**Exercise details:** Scan the entries and copy each line where the word "CompileError" is present.

**Input:**
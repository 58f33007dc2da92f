//! A module: named top level definitions plus everything observed while
//! loading source into it. Definitions type check and evaluate through an
//! eval queue under `ResolveMode::None`, so they keep their symbolic shape
//! until something concrete asks for them.

use std::path::PathBuf;
use std::sync::Arc;
use std::time::Instant;

use serde::{Deserialize, Serialize};
use tracing::debug;

use iota_core::ast::{AstKind, AstNode};
use iota_core::builtins::BuiltinEnv;
use iota_core::ctx::{BuilderContext, ResolveMode};
use iota_core::diagnostics::{CompileError, Indicator};
use iota_core::span::Location;
use iota_lang::parse_source;

use crate::report::{error_text, indicator_text, remove_duplicate_errors, SourceCache};

/// Separator inside definition paths, as in `util/helper`.
pub const PATH_SEPARATOR: char = '/';

#[derive(Debug, Clone)]
pub struct TopLevelDef {
    /// Fully qualified: `module:directory/name`.
    pub name: String,
    pub value: AstNode,
    /// Directory the value's identifiers resolve relative to.
    pub value_relative_to: String,
    pub dependencies: Vec<String>,
}

impl TopLevelDef {
    /// Path inside the module, without the `module:` prefix.
    pub fn local_path<'a>(&'a self, module_name: &str) -> &'a str {
        self.name
            .strip_prefix(module_name)
            .and_then(|rest| rest.strip_prefix(':'))
            .unwrap_or(&self.name)
    }

    /// The bare definition name, without module or directory.
    pub fn base_name(&self) -> &str {
        let local = self.name.rsplit(':').next().unwrap_or(&self.name);
        local.rsplit(PATH_SEPARATOR).next().unwrap_or(local)
    }

    fn directory(&self, module_name: &str) -> &str {
        let local = self.local_path(module_name);
        match local.rfind(PATH_SEPARATOR) {
            Some(split) => &local[..split],
            None => "",
        }
    }
}

/// A recorded `module_import`, remembered for `meta.json`.
#[derive(Debug, Clone, PartialEq, Eq, Serialize, Deserialize)]
#[serde(rename_all = "camelCase")]
pub struct ModuleImport {
    pub root_path: String,
    pub name: String,
}

pub struct Module {
    pub name: String,
    pub fs_base_path: Option<PathBuf>,
    pub defs: Vec<TopLevelDef>,
    pub top_level_evaluations: Vec<Indicator>,
    pub errors: Vec<CompileError>,
    pub current_directory: String,
    pub sources: SourceCache,
    pub(crate) imports: Vec<ModuleImport>,
    eval_queue: Vec<String>,
    builtins: Arc<BuiltinEnv>,
}

impl Module {
    pub fn new(fs_base_path: Option<PathBuf>, name: impl Into<String>) -> Module {
        let name = name.into();
        debug!(target: "module", "made new module {fs_base_path:?} {name}");
        Module {
            name,
            fs_base_path,
            defs: Vec::new(),
            top_level_evaluations: Vec::new(),
            errors: Vec::new(),
            current_directory: String::new(),
            sources: SourceCache::new(),
            imports: Vec::new(),
            eval_queue: Vec::new(),
            builtins: BuiltinEnv::new_shared(),
        }
    }

    pub fn imports(&self) -> &[ModuleImport] {
        &self.imports
    }

    pub fn get_def(&self, name: &str) -> Option<&TopLevelDef> {
        self.defs.iter().find(|def| def.name == name)
    }

    fn set_def(&mut self, def: TopLevelDef) {
        debug!(target: "module", "setDef {}", def.name);
        match self.defs.iter_mut().find(|existing| existing.name == def.name) {
            Some(existing) => *existing = def,
            None => self.defs.push(def),
        }
    }

    fn add_to_eval_queue(&mut self, name: String) {
        if !self.eval_queue.contains(&name) {
            debug!(target: "module", "added to eval queue: {name}");
            self.eval_queue.push(name);
        }
    }

    /// Only the builtin module can be imported.
    pub fn import_module(&mut self, module_path: &str, location: Location) {
        let name = module_path
            .rsplit(PATH_SEPARATOR)
            .next()
            .unwrap_or(module_path);
        if name == "builtin" {
            self.imports.push(ModuleImport {
                root_path: self.current_directory.clone(),
                name: name.to_string(),
            });
        } else {
            self.errors.push(
                CompileError::new(format!("can not import module '{name}'"))
                    .indicator(location, "imported here"),
            );
        }
    }

    /// Aliases visible from `from_directory`: every def whose directory is
    /// that directory or one of its ancestors, deeper directories last so
    /// they shadow on lookup.
    fn scope_aliases(&self, from_directory: &str) -> Vec<AstNode> {
        let mut visible: Vec<(&TopLevelDef, usize)> = self
            .defs
            .iter()
            .filter_map(|def| {
                let directory = def.directory(&self.name);
                let depth = if directory.is_empty() {
                    0
                } else {
                    directory.split(PATH_SEPARATOR).count()
                };
                let reachable = directory.is_empty()
                    || from_directory == directory
                    || from_directory.starts_with(&format!("{directory}{PATH_SEPARATOR}"));
                reachable.then_some((def, depth))
            })
            .collect();
        visible.sort_by_key(|(_, depth)| *depth);
        visible
            .into_iter()
            .map(|(def, _)| {
                AstNode::alias(
                    def.value.location.clone(),
                    def.base_name(),
                    def.value.clone(),
                    false,
                )
            })
            .collect()
    }

    fn context_for(&self, from_directory: &str) -> BuilderContext {
        let mut ctx = BuilderContext::with_builtin_scope(self.builtins.clone());
        ctx.push_scope(self.scope_aliases(from_directory));
        ctx
    }

    /// Type checks and evaluates every queued definition, in queue order.
    /// Stops at the first definition with a hard type error.
    pub fn run_eval_queue(&mut self) {
        let queue = std::mem::take(&mut self.eval_queue);
        debug!(target: "module", "run eval queue, length {}", queue.len());
        for name in queue {
            let Some(def) = self.get_def(&name).cloned() else {
                continue;
            };
            let mut ctx = self.context_for(&def.value_relative_to);
            ctx.resolve = ResolveMode::None;
            let ty = def.value.get_type(&mut ctx);
            if let AstKind::Error(diagnostic) = &ty.kind {
                if let Some(diagnostic) = diagnostic {
                    self.errors.push(diagnostic.clone());
                }
                break;
            }
            let value = def.value.evaluate(&mut ctx);
            if let Some(def) = self.defs.iter_mut().find(|def| def.name == name) {
                def.value = value;
            }
        }
    }

    /// Feeds parsed nodes into the module: commands run, aliases become
    /// definitions, anything else is a top level evaluation.
    pub fn add_ast(&mut self, nodes: Vec<AstNode>) {
        for node in nodes {
            match &node.kind {
                AstKind::Command(text) => {
                    let args: Vec<&str> = text.split(' ').filter(|arg| !arg.is_empty()).collect();
                    self.run_command(&args, node.location.clone());
                }
                AstKind::Alias { left, value, .. } => {
                    let mut local = left.print();
                    if !self.current_directory.is_empty() {
                        local = format!("{}{PATH_SEPARATOR}{local}", self.current_directory);
                    }
                    let name = format!("{}:{local}", self.name);
                    self.set_def(TopLevelDef {
                        name: name.clone(),
                        value: (**value).clone(),
                        value_relative_to: self.current_directory.clone(),
                        dependencies: Vec::new(),
                    });
                    self.add_to_eval_queue(name);
                }
                _ => {
                    debug!(target: "module", "top level evaluation at {}", node.location);
                    self.run_eval_queue();
                    let mut ctx = self.context_for(&self.current_directory.clone());
                    let ty = node.get_type(&mut ctx);
                    if let AstKind::Error(diagnostic) = &ty.kind {
                        if let Some(diagnostic) = diagnostic {
                            self.errors.push(diagnostic.clone());
                        }
                        continue;
                    }
                    let mut ctx = self.context_for(&self.current_directory.clone());
                    let result = node.evaluate(&mut ctx);
                    self.top_level_evaluations
                        .push(Indicator::new(node.location.clone(), result.print()));
                }
            }
        }
    }

    /// Lexes, parses and adds a whole source text. Parse errors are
    /// collected like any other.
    pub fn add_text(&mut self, file_path: &str, text: &str) {
        self.sources.insert(file_path, text);
        let start = Instant::now();
        match parse_source(file_path, text) {
            Ok(nodes) => {
                debug!(target: "module", elapsed = ?start.elapsed(), "parsed {file_path}");
                self.add_ast(nodes);
            }
            Err(error) => self.errors.push(error),
        }
    }

    fn run_command(&mut self, args: &[&str], location: Location) {
        let Some(&command) = args.first() else {
            self.errors
                .push(CompileError::new("empty command").indicator(location, "here"));
            return;
        };
        let argument = args.get(1).copied();
        let needs_argument = matches!(command, "module_import" | "cd" | "includeFile");
        if needs_argument && argument.is_none() {
            self.errors.push(
                CompileError::new(format!("command '{command}' needs an argument"))
                    .indicator(location, "here"),
            );
            return;
        }
        match (command, argument) {
            ("module_import", Some(module_path)) => {
                self.import_module(module_path, location);
            }
            ("cd", Some(path)) => match path.strip_prefix('~') {
                Some(rest) => {
                    self.current_directory = rest.trim_start_matches(PATH_SEPARATOR).to_string();
                }
                None => self.errors.push(
                    CompileError::new("cd paths must start with '~'").indicator(location, "here"),
                ),
            },
            ("debug", _) => {
                self.run_eval_queue();
                debug!(
                    target: "module",
                    name = %self.name,
                    directory = %self.current_directory,
                    defs = %self.print_defs(false),
                    "module state"
                );
            }
            ("includeFile", Some(file_path)) => match std::fs::read_to_string(file_path) {
                Ok(text) => {
                    let saved = self.current_directory.clone();
                    self.add_text(file_path, &text);
                    self.current_directory = saved;
                }
                Err(_) => self.errors.push(
                    CompileError::new(format!("can not read file '{file_path}'"))
                        .indicator(location, "included here"),
                ),
            },
            (other, _) => self.errors.push(
                CompileError::new(format!("unknown command '{other}'")).indicator(location, "here"),
            ),
        }
    }

    /// All definitions as source text, one per line with its dependency
    /// list in a comment above.
    pub fn print_defs(&self, extra_lines: bool) -> String {
        let mut lines: Vec<String> = Vec::new();
        for def in &self.defs {
            lines.push(format!("// [{}]", def.dependencies.join(", ")));
            lines.push(format!(
                "{} = {}",
                def.local_path(&self.name),
                def.value.print()
            ));
            if extra_lines {
                lines.push(String::new());
            }
        }
        lines.join("\n")
    }

    /// Errors (deduplicated) or, when there are none, the top level
    /// evaluation results. The flag is true when errors remain, so callers
    /// can exit nonzero.
    pub fn render_output(&self, fancy: bool) -> (String, bool) {
        let errors = remove_duplicate_errors(&self.errors, &self.sources);
        let mut out = String::new();
        if !errors.is_empty() {
            for error in &errors {
                out.push_str(&error_text(error, true, fancy, &self.sources));
                out.push('\n');
            }
            return (out, true);
        }
        if !self.top_level_evaluations.is_empty() {
            out.push_str("top level evaluations:\n");
        }
        for evaluation in &self.top_level_evaluations {
            let multi_line = evaluation.message.contains('\n');
            out.push_str(&indicator_text(
                evaluation,
                true,
                fancy,
                multi_line,
                &self.sources,
            ));
            out.push('\n');
        }
        (out, false)
    }
}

**Solution to this exercise:**
use iota_core::diagnostics::{CompileError, Indicator};
    pub errors: Vec<CompileError>,
                CompileError::new(format!("can not import module '{name}'"))
                .push(CompileError::new("empty command").indicator(location, "here"));
                CompileError::new(format!("command '{command}' needs an argument"))
                    CompileError::new("cd paths must start with '~'").indicator(location, "here"),
                    CompileError::new(format!("can not read file '{file_path}'"))
                CompileError::new(format!("unknown command '{other}'")).indicator(location, "here"),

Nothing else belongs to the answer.